What will American Buddhism look like in the coming centuries? Will there still be ambivalent Buddhists ladling water over the statue of the baby Buddha (surely I can’t be the only one!), or will all the cultural accretions have been peeled away by then, leaving but a foundation upon which a truly American form will be built? Will American Buddhism eventually become so thoroughly transformed by the skepticism, the rationality, and the disregard for quaint belief and authoritarian dictates characterizing the American approach to life that all of us, whether we even know it or not, will have adopted a practice of cultivation and verification – with all that cannot be verified falling away into irrelevancy? Already, Buddhist teachings related to mindfulness have become so thoroughly subsumed within the realms of psychology and counseling and physical well-being as to have become unrecognizable as religious practice; they have become clinical techniques. Consider Mindfulness-Based Stress Reduction, for instance. Will this process become so utterly complete at some point in time that Buddhism will no longer exist in name but will, nevertheless, be even more influential than ever?



Japanese Zen practice is intimately wedded with monastic practice. I think it bears keeping in mind, however, that for a monastery to have survived for hundreds of years it needed to have solved some very practical problems such as how the practitioners would be fed, how they would be housed, how the facilities would be supported and maintained; in other words, what work would be absolutely necessary for the continuation of life itself – in addition to all those things that we might think of today as practice. Thus, monastic practice was a holistic approach to life/practice, an organic outgrowth of the needs of the community in totality.



American Zen practice is now being formulated in Zen centers and sitting groups and in front of personal altars all over the country. What is our practice – that which we might collectively call American Zen? What will it look like in a hundred years, or five hundred? It is my perspective that, unlike traditional monastic practice, growing organically out of that which was absolutely necessary to the needs of the community in totality, Zen center practice is now heavily influenced by the background and personal preferences and idiosyncrasies of the teacher, the force of personality of certain practitioners and/or the pliability of others. And yet, even as practice becomes less and less about what we (and the entire world) need and more about what some individuals want or think that we all need, we still hear people talk about our practice as if it is writ somewhere in stone.
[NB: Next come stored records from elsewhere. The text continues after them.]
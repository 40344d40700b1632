//! Subtree extraction

use std::collections::{BTreeMap, BTreeSet, VecDeque};

use crate::model::{Morphology, SwcNode};

/// Collect the subtree rooted at `root_id` via BFS over the child index.
/// Returns an empty map for an unknown id; a visited set guards against
/// cycles in a corrupted index.
pub fn subtree(result: &Morphology, root_id: i64) -> BTreeMap<i64, SwcNode> {
    let mut out = BTreeMap::new();
    if !result.nodes.contains_key(&root_id) {
        return out;
    }

    let mut visited: BTreeSet<i64> = BTreeSet::new();
    let mut queue: VecDeque<i64> = VecDeque::from([root_id]);

    while let Some(id) = queue.pop_front() {
        if !visited.insert(id) {
            continue;
        }
        let Some(node) = result.nodes.get(&id) else {
            continue;
        };
        out.insert(id, *node);

        for &child_id in result.children(id) {
            if !visited.contains(&child_id) {
                queue.push_back(child_id);
            }
        }
    }

    out
}
//! Canonical round-trip writer
//!
//! Preserves original comments verbatim, backfills structured metadata that
//! is not already present, and emits nodes in ascending id order. Floats use
//! shortest round-trip formatting, so `serialize(parse(x))` reproduces every
//! node field exactly.

use crate::meta::{comment_has_key, METADATA_KEYS};
use crate::model::Morphology;

pub fn serialize(result: &Morphology) -> String {
    let mut lines: Vec<String> = Vec::with_capacity(result.comments.len() + result.nodes.len());

    for comment in &result.comments {
        lines.push(comment.clone());
    }

    let metadata_values = [
        result.metadata.original_source.as_deref(),
        result.metadata.species.as_deref(),
        result.metadata.brain_region.as_deref(),
        result.metadata.cell_type.as_deref(),
    ];
    for (key, value) in METADATA_KEYS.iter().zip(metadata_values) {
        let Some(value) = value else { continue };
        let already_present = result.comments.iter().any(|c| comment_has_key(c, key));
        if !already_present {
            lines.push(format!("# {key} {value}"));
        }
    }

    // BTreeMap iteration is already in ascending id order
    for node in result.nodes.values() {
        lines.push(format!(
            "{} {} {} {} {} {} {}",
            node.id, node.node_type, node.x, node.y, node.z, node.radius, node.parent_id
        ));
    }

    let mut out = lines.join("\n");
    out.push('\n');
    out
}
//! NeuroTrace Edit — reversible editing of morphology trees with bounded
//! undo/redo history

pub mod engine;
pub mod ops;

#[cfg(test)]
mod tests;

pub use engine::EditEngine;
pub use ops::{apply_ops, invert_batch, TreeOp};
A successful religion has many “points of entry”. For one it might be an affinity for the study and contemplation of scripture. For another it might be engagement in ritual practice. For one it might be the stillness to be found within prayer or meditation. For another it might be fellowship with like-minded individuals. For one it might be faith or belief or the attribution of meaning. For another it might be joining in the work that has been agreed upon by the community as being important to its continuation or which is of an outwardly charitable nature even as it is rooted in successful inward practice. For a religion to focus on one or merely a few of these to the exclusion of the others merely limits its accessibility. Likewise, when an individual Zen center or sitting group or individual limits practice to only one or a few of these to the exclusion of others, growth potential is constrained.
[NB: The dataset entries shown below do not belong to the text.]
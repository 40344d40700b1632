//! CLI command implementations

use std::fmt::Write as _;
use std::fs;
use std::path::{Path, PathBuf};

use anyhow::Context;

use neurotrace_analysis::{
    compute_sholl, run_batch, sholl_csv, AnalysisPool, BatchInput, TreeSnapshot,
};
use neurotrace_core::{compute_stats, parse_file, serialize, Morphology, Severity};

fn load(path: &Path) -> anyhow::Result<Morphology> {
    let content = fs::read_to_string(path)
        .with_context(|| format!("reading {}", path.display()))?;
    let file_name = path
        .file_name()
        .map(|n| n.to_string_lossy().into_owned())
        .unwrap_or_default();
    let morphology = parse_file(&file_name, &content)
        .with_context(|| format!("parsing {}", path.display()))?;
    Ok(morphology)
}

fn print_warnings(m: &Morphology) {
    for warning in &m.warnings {
        let severity = match warning.severity() {
            Severity::Error => "error",
            Severity::Warning => "warning",
            Severity::Info => "info",
        };
        match warning.line {
            Some(line) => println!("{severity}: line {line}: {}", warning.message),
            None => println!("{severity}: {}", warning.message),
        }
    }
}

pub fn stats(file: PathBuf, json: bool) -> anyhow::Result<()> {
    let m = load(&file)?;
    let stats = compute_stats(&m);

    if json {
        println!("{}", serde_json::to_string_pretty(&stats)?);
        return Ok(());
    }

    print_warnings(&m);
    println!("nodes:           {}", stats.total_nodes);
    println!("roots:           {}", stats.root_count);
    println!("total length:    {:.2} µm", stats.total_length);
    println!("branch points:   {}", stats.branch_points);
    println!("terminal tips:   {}", stats.terminal_tips);
    println!("max path:        {:.2} µm", stats.max_path_distance);
    println!("max branch order: {}", stats.max_branch_order);
    for (node_type, count) in &stats.node_count_by_type {
        println!("  type {node_type}: {count}");
    }
    Ok(())
}

pub fn validate(file: PathBuf) -> anyhow::Result<()> {
    let m = load(&file)?;
    if m.warnings.is_empty() {
        println!("ok: {} nodes, no warnings", m.node_count());
    } else {
        print_warnings(&m);
        println!("{} warnings", m.warnings.len());
    }
    Ok(())
}

pub fn convert(file: PathBuf, output: PathBuf) -> anyhow::Result<()> {
    let m = load(&file)?;
    print_warnings(&m);
    let swc = serialize(&m);
    fs::write(&output, swc).with_context(|| format!("writing {}", output.display()))?;
    tracing::info!("wrote {} nodes to {}", m.node_count(), output.display());
    Ok(())
}

pub fn morpho(file: PathBuf, json: bool) -> anyhow::Result<()> {
    let m = load(&file)?;
    let pool = AnalysisPool::new(1);
    let result = pool.compute_blocking(TreeSnapshot::from(&m))?;

    if json {
        println!("{}", serde_json::to_string_pretty(&result)?);
        return Ok(());
    }

    println!("total length:    {:.2} µm", result.total_length);
    println!("total surface:   {:.2} µm²", result.total_surface);
    println!("total volume:    {:.2} µm³", result.total_volume);
    println!("branches:        {}", result.branch_count);
    println!("tips:            {}", result.tip_count);
    println!("max Strahler:    {}", result.max_strahler_order);
    println!("hull volume:     {:.2} µm³", result.convex_hull_volume);
    println!("fractal dim:     {:.3}", result.fractal_dimension);
    Ok(())
}

pub fn sholl(file: PathBuf, step: f64, csv: Option<PathBuf>) -> anyhow::Result<()> {
    anyhow::ensure!(step > 0.0, "--step must be positive");
    let m = load(&file)?;
    let series = compute_sholl(&m, step);

    if let Some(out) = csv {
        fs::write(&out, sholl_csv(&series))
            .with_context(|| format!("writing {}", out.display()))?;
        tracing::info!("wrote {} shells to {}", series.len(), out.display());
    } else {
        for point in &series {
            println!("{}\t{}", point.radius, point.intersections);
        }
    }
    Ok(())
}

pub fn batch(files: Vec<PathBuf>, jobs: Option<usize>, csv: Option<PathBuf>) -> anyhow::Result<()> {
    anyhow::ensure!(!files.is_empty(), "no input files");

    let mut inputs = Vec::with_capacity(files.len());
    for path in &files {
        let content = fs::read_to_string(path)
            .with_context(|| format!("reading {}", path.display()))?;
        let file_name = path
            .file_name()
            .map(|n| n.to_string_lossy().into_owned())
            .unwrap_or_default();
        inputs.push(BatchInput { file_name, content });
    }

    let handle = run_batch(inputs, jobs);
    let total = handle.total();

    let mut rows = String::from(
        "file,nodes,total_length,total_surface,total_volume,branches,tips,max_strahler,hull_volume,fractal_dimension,error\n",
    );
    for record in handle.results.iter() {
        match &record.error {
            Some(err) => println!("[{}/{}] {}: error: {err}", handle.done(), total, record.file_name),
            None => println!(
                "[{}/{}] {}: {} nodes, {:.2} µm",
                handle.done(),
                total,
                record.file_name,
                record.node_count,
                record.total_length
            ),
        }
        writeln!(
            rows,
            "{},{},{},{},{},{},{},{},{},{},{}",
            record.file_name,
            record.node_count,
            record.total_length,
            record.total_surface,
            record.total_volume,
            record.branch_count,
            record.tip_count,
            record.max_strahler_order,
            record.convex_hull_volume,
            record.fractal_dimension,
            record.error.as_deref().unwrap_or_default()
        )?;
    }

    if let Some(out) = csv {
        fs::write(&out, rows).with_context(|| format!("writing {}", out.display()))?;
        tracing::info!("wrote {total} rows to {}", out.display());
    }
    Ok(())
}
So, what is our practice, anyway? I haven’t a clue. No, I do have a clue. It is life itself! I’d love to hear conversation take place along these lines, however. Toward that end I humbly submit this post. Regardless of whether we actually discuss anything, though, in one hundred years American Buddhism will have become what it will become, and at the end of our lives our practice will have become what it will become – albeit with far less intentionality.


Happy Vesak Day!

Vesak Day Lantern



References

Kohn, S. C. (1994). The Awakened One, A life of the Buddha. Shambhala Publications, Inc.